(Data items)
▬▬▬

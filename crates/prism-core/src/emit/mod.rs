//! Serialization of resolved trees into output artifacts.

pub mod css;
pub mod json;
//! Reference Resolver.
//!
//! A value of the exact shape `{path.to.token}` resolves against the fully
//! merged tree, transitively, until a literal is reached. A path revisited
//! within one resolution chain is a cycle and fails the whole target. A
//! reference to a path that does not exist is not fatal: the reference
//! string survives verbatim and the condition is reported as a diagnostic,
//! so downstream validation can flag the defect without aborting the build.

use crate::error::{BuildError, Diagnostic};
use crate::token::{Token, TokenNode, TokenPath, TokenTree, TokenValue};

/// Resolve every reference in `tree`, returning a new tree. The input is
/// not mutated; re-running resolution on an already-resolved tree is a
/// no-op.
pub fn resolve(tree: &TokenTree) -> Result<(TokenTree, Vec<Diagnostic>), BuildError> {
    let mut diagnostics = Vec::new();
    let resolved = resolve_group(tree, tree, &TokenPath::root(), &mut diagnostics)?;
    Ok((resolved, diagnostics))
}

fn resolve_group(
    full: &TokenTree,
    tree: &TokenTree,
    path: &TokenPath,
    diagnostics: &mut Vec<Diagnostic>,
) -> Result<TokenTree, BuildError> {
    let mut out = TokenTree::new();
    for (name, node) in &tree.children {
        let child_path = path.child(name);
        let resolved = match node {
            TokenNode::Group(group) => {
                TokenNode::Group(resolve_group(full, group, &child_path, diagnostics)?)
            }
            TokenNode::Token(token) => {
                let mut chain = vec![child_path.dotted()];
                let value = resolve_value(full, &token.value, &mut chain, diagnostics)?;
                TokenNode::Token(Token {
                    kind: token.kind.clone(),
                    value,
                    description: token.description.clone(),
                })
            }
        };
        out.children.insert(name.clone(), resolved);
    }
    Ok(out)
}

fn resolve_value(
    full: &TokenTree,
    value: &TokenValue,
    chain: &mut Vec<String>,
    diagnostics: &mut Vec<Diagnostic>,
) -> Result<TokenValue, BuildError> {
    match value {
        TokenValue::Literal(_) => Ok(value.clone()),
        TokenValue::Reference(target) => {
            if chain.iter().any(|visited| visited == target) {
                chain.push(target.clone());
                return Err(BuildError::CyclicReference {
                    chain: chain.join(" -> "),
                });
            }
            let Some(referenced) = full.get(target) else {
                diagnostics.push(Diagnostic::UnresolvedReference {
                    path: chain[0].clone(),
                    reference: target.clone(),
                });
                return Ok(value.clone());
            };
            chain.push(target.clone());
            let resolved = resolve_value(full, &referenced.value, chain, diagnostics)?;
            chain.pop();
            Ok(resolved)
        }
        TokenValue::Composite(members) => {
            let mut resolved = std::collections::BTreeMap::new();
            for (name, member) in members {
                resolved.insert(name.clone(), resolve_value(full, member, chain, diagnostics)?);
            }
            Ok(TokenValue::Composite(resolved))
        }
    }
}

#[cfg(test)]
mod tests {
    use super::*;
    use crate::token::{Scalar, parse_tree};
    use serde_json::json;

    #[test]
    fn resolves_transitive_chains_to_literals() {
        let tree = parse_tree(&json!({
            "primitive": { "blue": { "$type": "color", "$value": "#0055ff" } },
            "alias": { "primary": { "$type": "color", "$value": "{primitive.blue}" } },
            "mapped": { "action": { "$type": "color", "$value": "{alias.primary}" } }
        }));

        let (resolved, diagnostics) = resolve(&tree).expect("resolution");
        assert_eq!(
            resolved.get("mapped.action").expect("token").value,
            TokenValue::Literal(Scalar::String("#0055ff".to_string()))
        );
        assert!(diagnostics.is_empty());
    }

    #[test]
    fn unresolved_reference_survives_verbatim_with_diagnostic() {
        let tree = parse_tree(&json!({
            "alias": { "primary": { "$type": "color", "$value": "{primitive.missing}" } }
        }));

        let (resolved, diagnostics) = resolve(&tree).expect("resolution");
        assert_eq!(
            resolved.get("alias.primary").expect("token").value,
            TokenValue::Reference("primitive.missing".to_string())
        );
        assert_eq!(diagnostics.len(), 1);
        assert!(matches!(
            &diagnostics[0],
            Diagnostic::UnresolvedReference { path, reference }
                if path == "alias.primary" && reference == "primitive.missing"
        ));
    }

    #[test]
    fn cycle_detection_fails_instead_of_hanging() {
        let tree = parse_tree(&json!({
            "a": { "$value": "{b}" },
            "b": { "$value": "{a}" }
        }));

        match resolve(&tree) {
            Err(BuildError::CyclicReference { chain }) => {
                assert!(chain.contains("a") && chain.contains("b"));
            }
            other => panic!("expected cyclic reference error, got {other:?}"),
        }
    }

    #[test]
    fn composite_members_resolve_independently() {
        let tree = parse_tree(&json!({
            "weight": { "$type": "fontWeights", "$value": "700" },
            "text": {
                "body": {
                    "$type": "typography",
                    "$value": { "fontSize": "16px", "fontWeight": "{weight}" }
                }
            }
        }));

        let (resolved, diagnostics) = resolve(&tree).expect("resolution");
        let TokenValue::Composite(members) =
            &resolved.get("text.body").expect("token").value
        else {
            panic!("composite value expected");
        };
        assert_eq!(
            members.get("fontWeight"),
            Some(&TokenValue::Literal(Scalar::String("700".to_string())))
        );
        assert!(diagnostics.is_empty());
    }

    #[test]
    fn resolution_is_idempotent() {
        let tree = parse_tree(&json!({
            "primitive": { "blue": { "$value": "#0055ff" } },
            "alias": { "primary": { "$value": "{primitive.blue}" } }
        }));

        let (once, _) = resolve(&tree).expect("first pass");
        let (twice, diagnostics) = resolve(&once).expect("second pass");
        assert_eq!(once, twice);
        assert!(diagnostics.is_empty());
    }
}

▬▬▬

■ WHAT YOU ARE ASKED TO DO ■
Taking the records above as a whole, work out how many of their lines hold the word "blue". The reply should be that number alone.

■ ANSWER TO THE PROBLEM ■
4